• _Problem to solve_: For this exercise, print the records below verbatim.

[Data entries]

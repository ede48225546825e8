//! Bookkeeping for the process tree hanging off a single watched process.
//!
//! The tree is fed decoded fork/exit events and mirrors what the kernel
//! did: children are recorded under their parent, an exiting parent's
//! children are re-parented to init, and processes we have no ancestry
//! for are remembered in an ignore set so later events about them are
//! cheap no-ops. When the watched process or the trigger process exits,
//! every process still known to the tree is killed, and the tree keeps
//! consuming exit events until nothing it counts as alive remains.
//!
//! The event feed is lossy by nature. A missed fork means the orphaned
//! subtree classifies itself into the ignore set on its next event, which
//! errs on the side of not killing; a missed exit means the live count
//! overestimates until the next reap sweeps the whole known set anyway.

use std::collections::{HashMap, HashSet};

use nix::errno::Errno;
use nix::sys::signal::{Signal, kill};
use nix::unistd::Pid;
use tracing::{debug, info, trace, warn};

use crate::events::ProcEvent;

/// Pid 1. Orphans are re-parented to it, and it is never a kill target.
pub const INIT: Pid = Pid::from_raw(1);

/// Delivers the reaping signal. The seam exists so tests can observe
/// which pids would be killed without signalling anything.
pub trait Signaller {
    fn kill(&mut self, pid: Pid) -> Result<(), Errno>;
}

/// The real thing: unconditional SIGKILL.
#[derive(Debug, Default, Clone, Copy)]
pub struct KernelSignaller;

impl Signaller for KernelSignaller {
    fn kill(&mut self, pid: Pid) -> Result<(), Errno> {
        kill(pid, Signal::SIGKILL)
    }
}

/// Live parent/child bookkeeping rooted at one watched process.
#[derive(Debug)]
pub struct ProcessTree<S = KernelSignaller> {
    /// The process whose descendants define the tree.
    watched: Pid,
    /// The process whose exit also starts the reap, commonly the caller.
    trigger: Pid,
    /// Parent pid to live children. A pid is a key iff it was seen with
    /// at least one live child.
    children: HashMap<Pid, Vec<Pid>>,
    /// Child pid to parent pid. Re-parenting to init rewrites the value
    /// to pid 1; the entry itself only goes away on exit.
    parents: HashMap<Pid, Pid>,
    /// Pids classified as outside the tree.
    ignored: HashSet<Pid>,
    /// Processes counted as alive inside the tree, the watched process
    /// included.
    live: u32,
    /// Latched on the first reap; never cleared.
    reaping: bool,
    signaller: S,
}

impl ProcessTree<KernelSignaller> {
    pub fn new(watched: Pid, trigger: Pid) -> Self {
        Self::with_signaller(watched, trigger, KernelSignaller)
    }
}

impl<S: Signaller> ProcessTree<S> {
    pub fn with_signaller(watched: Pid, trigger: Pid, signaller: S) -> Self {
        Self {
            watched,
            trigger,
            children: HashMap::new(),
            parents: HashMap::new(),
            ignored: HashSet::new(),
            live: 1,
            reaping: false,
            signaller,
        }
    }

    pub fn watched(&self) -> Pid {
        self.watched
    }

    /// Processes currently counted as alive inside the tree.
    pub fn live(&self) -> u32 {
        self.live
    }

    /// True once nothing inside the tree is left alive.
    pub fn done(&self) -> bool {
        self.live == 0
    }

    pub fn apply(&mut self, event: ProcEvent) {
        match event {
            ProcEvent::Fork { parent, child } => self.on_fork(parent, child),
            ProcEvent::Exit { pid } => self.on_exit(pid),
        }
    }

    /// Records a fork, classifying the parent against what the tree
    /// already knows.
    pub fn on_fork(&mut self, parent: Pid, child: Pid) {
        if self.ignored.contains(&parent) {
            // Outside the tree. The child stays unrecorded until it
            // shows up in an event of its own.
            return;
        }
        if parent != INIT && self.children.contains_key(&parent) {
            self.children.entry(parent).or_default().push(child);
        } else if self.parents.contains_key(&parent) || parent == self.watched {
            // A known child (or the root itself) became a parent.
            self.children.insert(parent, vec![child]);
        } else {
            // A fork with no ancestry in the tree: neither side is
            // reachable from the watched process. A currently tracked
            // child pid can only mean stale reuse after a missed exit;
            // leave the tracked entry alone.
            self.ignored.insert(parent);
            if !self.parents.contains_key(&child) {
                self.ignored.insert(child);
            }
            return;
        }
        trace!(parent = parent.as_raw(), child = child.as_raw(), "fork");
        // A lingering ignore entry for this pid means it was reused
        // since we wrote it off; the pid is ours now.
        self.ignored.remove(&child);
        self.parents.insert(child, parent);
        self.live += 1;
        if self.reaping {
            // The tree is already being torn down; the newcomer goes
            // with it before anything else is processed.
            self.reap();
        }
    }

    /// Records an exit, reaping first when the exiting process is the
    /// trigger or the watched process itself.
    pub fn on_exit(&mut self, pid: Pid) {
        if pid == self.trigger {
            debug!(pid = pid.as_raw(), "trigger process exited");
            self.reap();
            // The trigger may live outside the tree; it never touches
            // the live count here.
        }
        if pid == self.watched {
            info!(pid = pid.as_raw(), "watched process exited");
            self.reap();
            self.live = self.live.saturating_sub(1);
        }
        if self.ignored.remove(&pid) {
            return;
        }

        let mut was_parent = false;
        if let Some(orphans) = self.children.remove(&pid) {
            was_parent = true;
            for child in orphans {
                if let Some(parent) = self.parents.get_mut(&child) {
                    if *parent == pid {
                        debug!(child = child.as_raw(), "re-parented to init");
                        *parent = INIT;
                    }
                }
            }
        }

        match self.parents.remove(&pid) {
            None => {
                // The watched pid was already accounted for above.
                if was_parent && pid != self.watched {
                    trace!(pid = pid.as_raw(), "exit");
                    self.live = self.live.saturating_sub(1);
                }
            }
            Some(parent) => {
                trace!(pid = pid.as_raw(), parent = parent.as_raw(), "exit");
                if let Some(siblings) = self.children.get_mut(&parent) {
                    siblings.retain(|&sibling| sibling != pid);
                }
                if pid != self.watched {
                    self.live = self.live.saturating_sub(1);
                }
            }
        }
    }

    /// Kills every process the tree knows about, init excepted, and
    /// latches so any later fork into the tree is killed on sight.
    ///
    /// The maps are left alone: the exit events the kills produce are
    /// what drives the bookkeeping down to zero.
    pub fn reap(&mut self) {
        self.reaping = true;
        let Self {
            parents, signaller, ..
        } = self;
        let mut count = 0usize;
        for &pid in parents.keys() {
            if pid == INIT {
                continue;
            }
            match signaller.kill(pid) {
                // Already gone is as good as killed.
                Ok(()) | Err(Errno::ESRCH) => {}
                Err(err) => {
                    warn!(pid = pid.as_raw(), %err, "failed to kill process");
                }
            }
            count += 1;
        }
        if count > 0 {
            info!(
                watched = self.watched.as_raw(),
                count, "reaped process tree"
            );
        }
    }
}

• _Completed exercise_:
repository ede48225546825e8
//! Bookkeeping for the process tree hanging off a single watched process.
//!
//! The tree is fed decoded fork/exit events and mirrors what the kernel
//! did: children are recorded under their parent, an exiting parent's
//! children are re-parented to init, and processes we have no ancestry
//! for are remembered in an ignore set so later events about them are
//! cheap no-ops. When the watched process or the trigger process exits,
//! every process still known to the tree is killed, and the tree keeps
//! consuming exit events until nothing it counts as alive remains.
//!
//! The event feed is lossy by nature. A missed fork means the orphaned
//! subtree classifies itself into the ignore set on its next event, which
//! errs on the side of not killing; a missed exit means the live count
//! overestimates until the next reap sweeps the whole known set anyway.

use std::collections::{HashMap, HashSet};

use nix::errno::Errno;
use nix::sys::signal::{Signal, kill};
use nix::unistd::Pid;
use tracing::{debug, info, trace, warn};

use crate::events::ProcEvent;

/// Pid 1. Orphans are re-parented to it, and it is never a kill target.
pub const INIT: Pid = Pid::from_raw(1);

/// Delivers the reaping signal. The seam exists so tests can observe
/// which pids would be killed without signalling anything.
pub trait Signaller {
    fn kill(&mut self, pid: Pid) -> Result<(), Errno>;
}

/// The real thing: unconditional SIGKILL.
#[derive(Debug, Default, Clone, Copy)]
pub struct KernelSignaller;

impl Signaller for KernelSignaller {
    fn kill(&mut self, pid: Pid) -> Result<(), Errno> {
        kill(pid, Signal::SIGKILL)
    }
}

/// Live parent/child bookkeeping rooted at one watched process.
#[derive(Debug)]
pub struct ProcessTree<S = KernelSignaller> {
    /// The process whose descendants define the tree.
    watched: Pid,
    /// The process whose exit also starts the reap, commonly the caller.
    trigger: Pid,
    /// Parent pid to live children. A pid is a key iff it was seen with
    /// at least one live child.
    children: HashMap<Pid, Vec<Pid>>,
    /// Child pid to parent pid. Re-parenting to init rewrites the value
    /// to pid 1; the entry itself only goes away on exit.
    parents: HashMap<Pid, Pid>,
    /// Pids classified as outside the tree.
    ignored: HashSet<Pid>,
    /// Processes counted as alive inside the tree, the watched process
    /// included.
    live: u32,
    /// Latched on the first reap; never cleared.
    reaping: bool,
    signaller: S,
}

impl ProcessTree<KernelSignaller> {
    pub fn new(watched: Pid, trigger: Pid) -> Self {
        Self::with_signaller(watched, trigger, KernelSignaller)
    }
}

impl<S: Signaller> ProcessTree<S> {
    pub fn with_signaller(watched: Pid, trigger: Pid, signaller: S) -> Self {
        Self {
            watched,
            trigger,
            children: HashMap::new(),
            parents: HashMap::new(),
            ignored: HashSet::new(),
            live: 1,
            reaping: false,
            signaller,
        }
    }

    pub fn watched(&self) -> Pid {
        self.watched
    }

    /// Processes currently counted as alive inside the tree.
    pub fn live(&self) -> u32 {
        self.live
    }

    /// True once nothing inside the tree is left alive.
    pub fn done(&self) -> bool {
        self.live == 0
    }

    pub fn apply(&mut self, event: ProcEvent) {
        match event {
            ProcEvent::Fork { parent, child } => self.on_fork(parent, child),
            ProcEvent::Exit { pid } => self.on_exit(pid),
        }
    }

    /// Records a fork, classifying the parent against what the tree
    /// already knows.
    pub fn on_fork(&mut self, parent: Pid, child: Pid) {
        if self.ignored.contains(&parent) {
            // Outside the tree. The child stays unrecorded until it
            // shows up in an event of its own.
            return;
        }
        if parent != INIT && self.children.contains_key(&parent) {
            self.children.entry(parent).or_default().push(child);
        } else if self.parents.contains_key(&parent) || parent == self.watched {
            // A known child (or the root itself) became a parent.
            self.children.insert(parent, vec![child]);
        } else {
            // A fork with no ancestry in the tree: neither side is
            // reachable from the watched process. A currently tracked
            // child pid can only mean stale reuse after a missed exit;
            // leave the tracked entry alone.
            self.ignored.insert(parent);
            if !self.parents.contains_key(&child) {
                self.ignored.insert(child);
            }
            return;
        }
        trace!(parent = parent.as_raw(), child = child.as_raw(), "fork");
        // A lingering ignore entry for this pid means it was reused
        // since we wrote it off; the pid is ours now.
        self.ignored.remove(&child);
        self.parents.insert(child, parent);
        self.live += 1;
        if self.reaping {
            // The tree is already being torn down; the newcomer goes
            // with it before anything else is processed.
            self.reap();
        }
    }

    /// Records an exit, reaping first when the exiting process is the
    /// trigger or the watched process itself.
    pub fn on_exit(&mut self, pid: Pid) {
        if pid == self.trigger {
            debug!(pid = pid.as_raw(), "trigger process exited");
            self.reap();
            // The trigger may live outside the tree; it never touches
            // the live count here.
        }
        if pid == self.watched {
            info!(pid = pid.as_raw(), "watched process exited");
            self.reap();
            self.live = self.live.saturating_sub(1);
        }
        if self.ignored.remove(&pid) {
            return;
        }

        let mut was_parent = false;
        if let Some(orphans) = self.children.remove(&pid) {
            was_parent = true;
            for child in orphans {
                if let Some(parent) = self.parents.get_mut(&child) {
                    if *parent == pid {
                        debug!(child = child.as_raw(), "re-parented to init");
                        *parent = INIT;
                    }
                }
            }
        }

        match self.parents.remove(&pid) {
            None => {
                // The watched pid was already accounted for above.
                if was_parent && pid != self.watched {
                    trace!(pid = pid.as_raw(), "exit");
                    self.live = self.live.saturating_sub(1);
                }
            }
            Some(parent) => {
                trace!(pid = pid.as_raw(), parent = parent.as_raw(), "exit");
                if let Some(siblings) = self.children.get_mut(&parent) {
                    siblings.retain(|&sibling| sibling != pid);
                }
                if pid != self.watched {
                    self.live = self.live.saturating_sub(1);
                }
            }
        }
    }

    /// Kills every process the tree knows about, init excepted, and
    /// latches so any later fork into the tree is killed on sight.
    ///
    /// The maps are left alone: the exit events the kills produce are
    /// what drives the bookkeeping down to zero.
    pub fn reap(&mut self) {
        self.reaping = true;
        let Self {
            parents, signaller, ..
        } = self;
        let mut count = 0usize;
        for &pid in parents.keys() {
            if pid == INIT {
                continue;
            }
            match signaller.kill(pid) {
                // Already gone is as good as killed.
                Ok(()) | Err(Errno::ESRCH) => {}
                Err(err) => {
                    warn!(pid = pid.as_raw(), %err, "failed to kill process");
                }
            }
            count += 1;
        }
        if count > 0 {
            info!(
                watched = self.watched.as_raw(),
                count, "reaped process tree"
            );
        }
    }
}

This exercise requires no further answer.